### PROBLEM DESCRIPTION
Return all lines from the listing below in which the string "PersistError" occurs.

### DATASET EXCERPTS

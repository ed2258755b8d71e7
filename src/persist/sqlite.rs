//! SQLite-backed blob store with an append-only audit journal.

use std::path::Path;

use chrono::Utc;
use rusqlite::{Connection, OptionalExtension, params};

use crate::{
    op::{OP_FORMAT_VERSION, StoredOp, StoredOpEnvelope},
    types::{OpSeq, VisitId},
};

use super::{PersistError, PersistResult, VisitJournal};

/// Key of the row holding the serialized visit collection.
pub const VISITS_KEY: &str = "visitlog_visitors";

/// SQLite implementation of [`crate::persist::VisitJournal`].
pub struct SqliteJournal {
    conn: Connection,
}

impl SqliteJournal {
    /// Opens or creates a SQLite-backed journal at `path`.
    ///
    /// Enables WAL mode with `synchronous=FULL` so a returned commit survives
    /// power loss.
    pub fn open(path: impl AsRef<Path>) -> PersistResult<Self> {
        let conn = Connection::open(path)?;
        Self::init_connection(conn)
    }

    /// Opens an in-memory SQLite journal.
    pub fn open_in_memory() -> PersistResult<Self> {
        let conn = Connection::open_in_memory()?;
        Self::init_connection(conn)
    }

    fn init_connection(conn: Connection) -> PersistResult<Self> {
        conn.execute_batch(include_str!("schema.sql"))?;
        conn.pragma_update(None, "journal_mode", "WAL")?;
        conn.pragma_update(None, "synchronous", "FULL")?;
        Ok(Self { conn })
    }

    /// Loads journaled operations strictly after `seq`.
    pub fn load_events_after(&self, seq: OpSeq) -> PersistResult<Vec<StoredOp>> {
        let mut stmt = self
            .conn
            .prepare("SELECT seq, payload FROM events WHERE seq > ?1 ORDER BY seq ASC")?;

        let rows = stmt.query_map(params![seq as i64], |row| {
            let seq: i64 = row.get(0)?;
            let payload: Vec<u8> = row.get(1)?;
            let mut op = decode_stored_op_payload(&payload).map_err(|err| {
                rusqlite::Error::FromSqlConversionFailure(
                    payload.len(),
                    rusqlite::types::Type::Blob,
                    Box::new(std::io::Error::other(err)),
                )
            })?;
            op.seq = seq as OpSeq;
            Ok(op)
        })?;

        let mut out = Vec::new();
        for row in rows {
            out.push(row?);
        }
        Ok(out)
    }

    /// Journaled operations touching one visit, oldest first.
    pub fn events_for(&self, id: &VisitId) -> PersistResult<Vec<StoredOp>> {
        let mut stmt = self
            .conn
            .prepare("SELECT payload FROM events WHERE visit_id = ?1 ORDER BY seq ASC")?;
        let rows = stmt.query_map(params![id.as_str()], |row| row.get::<_, Vec<u8>>(0))?;

        let mut out = Vec::new();
        for payload in rows {
            let payload = payload?;
            out.push(decode_stored_op_payload(&payload).map_err(PersistError::Message)?);
        }
        Ok(out)
    }

    /// Returns the latest sequence persisted in the events table.
    pub fn latest_seq(&self) -> PersistResult<OpSeq> {
        let seq: Option<i64> = self
            .conn
            .query_row("SELECT MAX(seq) FROM events", [], |row| row.get(0))
            .optional()?
            .flatten();
        Ok(seq.unwrap_or(0) as OpSeq)
    }
}

impl VisitJournal for SqliteJournal {
    fn load_blob(&self) -> PersistResult<Option<Vec<u8>>> {
        let payload: Option<Vec<u8>> = self
            .conn
            .query_row(
                "SELECT payload FROM kv WHERE key = ?1",
                params![VISITS_KEY],
                |row| row.get(0),
            )
            .optional()?;
        Ok(payload)
    }

    fn commit(&mut self, blob: &[u8], stored: &StoredOp) -> PersistResult<()> {
        let payload = serde_json::to_vec(&StoredOpEnvelope::new(stored.clone()))?;

        let tx = self.conn.transaction()?;
        tx.execute(
            "INSERT INTO kv(key, payload, updated_at) VALUES (?1, ?2, ?3)
             ON CONFLICT(key) DO UPDATE SET payload = excluded.payload, updated_at = excluded.updated_at",
            params![VISITS_KEY, blob, Utc::now().to_rfc3339()],
        )?;
        tx.execute(
            "INSERT INTO events(seq, ts, kind, visit_id, payload) VALUES (?1, ?2, ?3, ?4, ?5)",
            params![
                stored.seq as i64,
                stored.ts.to_rfc3339(),
                stored.op.kind(),
                stored.op.visit_id().as_str(),
                payload,
            ],
        )?;
        tx.commit()?;
        Ok(())
    }

    fn latest_seq(&self) -> PersistResult<OpSeq> {
        SqliteJournal::latest_seq(self)
    }

    fn history(&self) -> PersistResult<Vec<StoredOp>> {
        self.load_events_after(0)
    }
}

fn decode_stored_op_payload(payload: &[u8]) -> Result<StoredOp, String> {
    let envelope = serde_json::from_slice::<StoredOpEnvelope>(payload)
        .map_err(|e| format!("op payload decode failed: {e}"))?;
    if envelope.format_version != OP_FORMAT_VERSION {
        return Err(format!(
            "unsupported op format version: {}",
            envelope.format_version
        ));
    }
    Ok(envelope.stored)
}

### RESULT OF THIS TASK
use super::{PersistError, PersistResult, VisitJournal};
            out.push(decode_stored_op_payload(&payload).map_err(PersistError::Message)?);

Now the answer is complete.